For most of us our receptive language is larger than our expressive language. A twelve-month-old can follow simple directions but can’t talk. At the doctor’s office, we can understand the doctor’s explanation of our diagnosis and treatment, but may find it difficult or impossible to recount at the dinner table.
We can help our young children under the age of six years who are in a natural period of language development by working with them to develop certain skills.
Articulation of sounds. Many language sounds cause children problems, such as, th, r, l, s and f, to name a few. Listen to your child’s speech and see what sounds need strengthening or if certain words are mispronounced. Children love to use a hand mirror to repeat sounds and words after you, because a natural way of learning is to mimic adults and the children in their environment. Looking at your mouth and then repeating the word while looking in a mirror is a fun activity for your child. Less than five minutes a day can make a big difference quickly. Also, be friendly with error. Make it fun and if your child (or you!) get frustrated, simply change activities by saying, “Enough for today. Let’s sing a song now.”

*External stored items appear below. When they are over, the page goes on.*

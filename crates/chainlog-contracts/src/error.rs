//! Error types shared by every chainlog crate.
//!
//! All fallible operations return `ChainlogResult<T>`. `IntegrityViolation`
//! is deliberately kept apart from the operational variants so callers can
//! route it to a separate response path.

use thiserror::Error;

use crate::verify::MismatchKind;

/// The unified error type for chainlog.
#[derive(Debug, Error)]
pub enum ChainlogError {
    /// A draft field is missing or malformed. Raised before hashing.
    #[error("validation error: {reason}")]
    Validation { reason: String },

    /// Every compare-and-swap attempt lost to a concurrent writer.
    ///
    /// Nothing was committed; the caller may retry the whole admission.
    #[error("write contention: head kept moving after {attempts} commit attempts")]
    WriteContention { attempts: u32 },

    /// The row log is unavailable, timed out or refused a write.
    ///
    /// No partial commit happened.
    #[error("storage error: {reason}")]
    Storage { reason: String },

    /// A stored row at `position` could not be decoded.
    #[error("corrupt record at position {position}: {reason}")]
    CorruptRecord { position: u64, reason: String },

    /// Verification found a broken link. Never repaired automatically.
    #[error("integrity violation at position {position} ({kind}): {reason}")]
    IntegrityViolation {
        position: u64,
        kind: MismatchKind,
        reason: String,
    },

    /// An id or hash boundary does not exist in the chain.
    #[error("not found: {what}")]
    NotFound { what: String },

    /// A configuration value is missing or invalid.
    #[error("configuration error: {reason}")]
    Config { reason: String },
}

impl ChainlogError {
    pub fn storage(reason: impl Into<String>) -> Self {
        Self::Storage { reason: reason.into() }
    }

    pub fn validation(reason: impl Into<String>) -> Self {
        Self::Validation { reason: reason.into() }
    }

    pub fn not_found(what: impl Into<String>) -> Self {
        Self::NotFound { what: what.into() }
    }

    /// True for tamper evidence, false for every operational failure.
    pub fn is_integrity_violation(&self) -> bool {
        matches!(self, Self::IntegrityViolation { .. })
    }

    /// True for failures where retrying the same call later may succeed.
    pub fn is_retryable(&self) -> bool {
        matches!(self, Self::WriteContention { .. } | Self::Storage { .. })
    }
}

/// Convenience alias used throughout the chainlog crates.
pub type ChainlogResult<T> = Result<T, ChainlogError>;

Vocabulary. The more words our children hear the more words they add to their spoken vocabulary. The larger their spoken vocabulary, the larger their reading and receptive vocabularies. By the age 6, 90 percent of our daily spoken vocabulary is in place. Reading proficiency is based more on having a large spoken vocabulary versus certain decoding skills. It’s hard to use phonics to sound out “australopithecus” if you’ve never heard the word or know the words meaning. Talk to your child as you do your everyday activities. Use a familiar word to introduce a new word. “That dog is big. The dog is monstrous.”
Use descriptive language. Use adjectives to help your child find words for sensory experiences. “The green granny smith apple tastes tart and crisp. It smells acidic. The skin feels smooth and looks shiny.”
Make a word into a story. By using the famous questioning words — who, what, when, where, why and how — you can take one word from a child and model a story. For example your child says “cat.”
What color is the cat? Yellow.
You saw a yellow cat. Where did you see a yellow cat? Yard.
You saw a yellow cat outside in the yard. Who was with you? Grandpa.
You saw a yellow cat with Grandpa. When did you see the cat? Grandma’s house.
You saw a yellow cat outside with Grandpa when we were visiting at Grandma’s and Grandpa’s on Saturday. Why were you outside with Grandpa? Swing.
And on and on you can do with one word at a time.
Connect actions and words. The game Simon Says connects words and actions. The song “If You’re Happy and You Know It” does too. Use commands like clap your hands, blink your eyes, rub your head, wiggle your toes. Reverse roles and let your child give the commands to help build expressive language.
Singing. Singing with your child helps build language skills, long term memory, and more while connecting language to many different areas of the brain that involve motor control and temporal sequencing.
Helping your child develop the gift of gab will help your child learn to use their words to express needs, emotions and desires in positive ways for a lifetime.